PROBLEM DETAILS:
In the entries below, find the line with "let report = build_report();" and the line with "let (overall_status, summary)"; give again those lines and every line between them, exactly.

○ ○ ○ ○ ○

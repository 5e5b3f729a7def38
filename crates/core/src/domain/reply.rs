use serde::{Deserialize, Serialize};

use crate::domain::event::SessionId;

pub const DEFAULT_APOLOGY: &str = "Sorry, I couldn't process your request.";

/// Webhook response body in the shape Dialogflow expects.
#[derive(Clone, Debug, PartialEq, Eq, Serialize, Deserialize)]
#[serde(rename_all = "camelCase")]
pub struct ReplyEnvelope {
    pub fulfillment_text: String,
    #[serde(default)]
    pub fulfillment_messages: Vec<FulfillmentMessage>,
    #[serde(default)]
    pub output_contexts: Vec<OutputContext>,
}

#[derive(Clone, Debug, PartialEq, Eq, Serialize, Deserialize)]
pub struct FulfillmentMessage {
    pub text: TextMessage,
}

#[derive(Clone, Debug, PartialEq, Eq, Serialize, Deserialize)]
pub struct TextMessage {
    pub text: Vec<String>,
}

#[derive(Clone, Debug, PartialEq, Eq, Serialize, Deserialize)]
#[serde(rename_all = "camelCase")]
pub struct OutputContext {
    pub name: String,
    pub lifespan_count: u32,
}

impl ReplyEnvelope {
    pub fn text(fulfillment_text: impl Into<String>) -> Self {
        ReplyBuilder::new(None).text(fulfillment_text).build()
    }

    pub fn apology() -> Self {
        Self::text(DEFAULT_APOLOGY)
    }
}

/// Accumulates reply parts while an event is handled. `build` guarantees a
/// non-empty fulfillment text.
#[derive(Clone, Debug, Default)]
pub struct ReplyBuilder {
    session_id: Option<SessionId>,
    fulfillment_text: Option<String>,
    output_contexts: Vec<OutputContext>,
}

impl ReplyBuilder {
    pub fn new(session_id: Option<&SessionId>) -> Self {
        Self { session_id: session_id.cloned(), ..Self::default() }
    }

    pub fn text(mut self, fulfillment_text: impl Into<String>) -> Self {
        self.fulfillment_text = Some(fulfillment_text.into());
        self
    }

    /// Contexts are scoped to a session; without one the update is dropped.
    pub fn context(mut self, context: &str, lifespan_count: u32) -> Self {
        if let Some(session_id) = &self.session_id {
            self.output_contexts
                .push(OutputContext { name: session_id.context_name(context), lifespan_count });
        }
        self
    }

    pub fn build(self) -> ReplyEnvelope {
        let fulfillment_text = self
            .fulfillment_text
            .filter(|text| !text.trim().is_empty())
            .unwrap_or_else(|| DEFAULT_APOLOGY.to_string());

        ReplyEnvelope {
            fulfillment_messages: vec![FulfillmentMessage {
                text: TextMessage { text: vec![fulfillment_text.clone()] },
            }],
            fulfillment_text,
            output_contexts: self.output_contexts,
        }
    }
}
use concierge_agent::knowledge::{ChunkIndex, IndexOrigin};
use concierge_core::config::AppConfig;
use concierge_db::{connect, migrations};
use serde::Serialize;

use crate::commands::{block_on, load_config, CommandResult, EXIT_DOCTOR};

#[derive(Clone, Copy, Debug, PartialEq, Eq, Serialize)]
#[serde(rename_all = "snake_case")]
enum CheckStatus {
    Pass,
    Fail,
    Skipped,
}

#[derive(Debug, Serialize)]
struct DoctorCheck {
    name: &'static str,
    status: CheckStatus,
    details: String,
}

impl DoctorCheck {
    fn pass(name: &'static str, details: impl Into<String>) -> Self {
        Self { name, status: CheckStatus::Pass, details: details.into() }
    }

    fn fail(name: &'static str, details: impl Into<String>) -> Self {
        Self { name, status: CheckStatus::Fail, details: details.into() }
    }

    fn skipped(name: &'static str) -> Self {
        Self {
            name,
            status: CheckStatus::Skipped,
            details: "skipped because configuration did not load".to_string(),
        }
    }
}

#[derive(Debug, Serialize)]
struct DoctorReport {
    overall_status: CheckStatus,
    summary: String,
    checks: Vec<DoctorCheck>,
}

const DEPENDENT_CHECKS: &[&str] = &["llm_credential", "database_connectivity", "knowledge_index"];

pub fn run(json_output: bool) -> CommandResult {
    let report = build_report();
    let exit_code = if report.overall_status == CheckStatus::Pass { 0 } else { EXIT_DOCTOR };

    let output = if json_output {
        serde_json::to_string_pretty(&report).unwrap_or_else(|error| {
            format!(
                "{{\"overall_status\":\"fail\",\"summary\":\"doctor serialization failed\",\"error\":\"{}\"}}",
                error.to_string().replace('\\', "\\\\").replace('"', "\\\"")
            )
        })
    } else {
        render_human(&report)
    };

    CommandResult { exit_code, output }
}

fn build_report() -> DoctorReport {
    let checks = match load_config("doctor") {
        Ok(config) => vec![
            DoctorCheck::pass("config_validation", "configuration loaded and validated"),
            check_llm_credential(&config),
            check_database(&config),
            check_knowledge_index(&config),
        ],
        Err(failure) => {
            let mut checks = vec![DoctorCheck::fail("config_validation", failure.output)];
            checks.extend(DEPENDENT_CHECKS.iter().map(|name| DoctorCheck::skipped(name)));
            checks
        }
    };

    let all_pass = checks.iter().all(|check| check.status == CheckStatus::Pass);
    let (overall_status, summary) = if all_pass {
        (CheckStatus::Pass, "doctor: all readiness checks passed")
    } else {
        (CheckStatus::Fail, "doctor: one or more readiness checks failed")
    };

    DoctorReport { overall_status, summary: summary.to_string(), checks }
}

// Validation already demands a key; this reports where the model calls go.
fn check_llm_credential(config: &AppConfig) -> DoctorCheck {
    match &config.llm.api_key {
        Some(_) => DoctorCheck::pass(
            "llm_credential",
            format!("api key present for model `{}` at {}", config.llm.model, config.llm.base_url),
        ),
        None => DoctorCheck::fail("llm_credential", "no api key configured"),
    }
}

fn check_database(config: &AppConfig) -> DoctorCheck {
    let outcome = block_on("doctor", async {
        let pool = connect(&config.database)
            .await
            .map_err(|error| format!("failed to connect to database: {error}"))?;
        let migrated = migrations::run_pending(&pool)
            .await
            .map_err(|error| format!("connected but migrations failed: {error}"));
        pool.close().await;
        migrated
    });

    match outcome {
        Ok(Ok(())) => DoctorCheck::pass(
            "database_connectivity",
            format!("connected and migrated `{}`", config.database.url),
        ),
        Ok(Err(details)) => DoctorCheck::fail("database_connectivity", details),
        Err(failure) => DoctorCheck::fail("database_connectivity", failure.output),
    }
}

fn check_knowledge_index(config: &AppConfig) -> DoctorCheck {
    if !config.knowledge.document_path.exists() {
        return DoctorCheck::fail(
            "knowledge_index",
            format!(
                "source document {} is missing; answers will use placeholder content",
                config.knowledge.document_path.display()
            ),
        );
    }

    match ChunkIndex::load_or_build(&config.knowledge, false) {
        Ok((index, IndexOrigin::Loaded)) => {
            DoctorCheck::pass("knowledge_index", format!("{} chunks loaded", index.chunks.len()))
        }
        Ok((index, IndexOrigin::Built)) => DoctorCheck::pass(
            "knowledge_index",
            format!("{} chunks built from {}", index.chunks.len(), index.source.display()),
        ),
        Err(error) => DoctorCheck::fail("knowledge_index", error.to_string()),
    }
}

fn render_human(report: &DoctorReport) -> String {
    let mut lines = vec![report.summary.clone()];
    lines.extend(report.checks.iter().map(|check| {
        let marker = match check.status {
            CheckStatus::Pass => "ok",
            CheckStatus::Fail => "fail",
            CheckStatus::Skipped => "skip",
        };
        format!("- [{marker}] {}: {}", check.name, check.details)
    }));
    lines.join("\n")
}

○ ○ ○ ○ ○

RESULT OF THE TASK:
    let report = build_report();
    let exit_code = if report.overall_status == CheckStatus::Pass { 0 } else { EXIT_DOCTOR };

    let output = if json_output {
        serde_json::to_string_pretty(&report).unwrap_or_else(|error| {
            format!(
                "{{\"overall_status\":\"fail\",\"summary\":\"doctor serialization failed\",\"error\":\"{}\"}}",
                error.to_string().replace('\\', "\\\\").replace('"', "\\\"")
            )
        })
    } else {
        render_human(&report)
    };

    CommandResult { exit_code, output }
}

fn build_report() -> DoctorReport {
    let checks = match load_config("doctor") {
        Ok(config) => vec![
            DoctorCheck::pass("config_validation", "configuration loaded and validated"),
            check_llm_credential(&config),
            check_database(&config),
            check_knowledge_index(&config),
        ],
        Err(failure) => {
            let mut checks = vec![DoctorCheck::fail("config_validation", failure.output)];
            checks.extend(DEPENDENT_CHECKS.iter().map(|name| DoctorCheck::skipped(name)));
            checks
        }
    };

    let all_pass = checks.iter().all(|check| check.status == CheckStatus::Pass);
    let (overall_status, summary) = if all_pass {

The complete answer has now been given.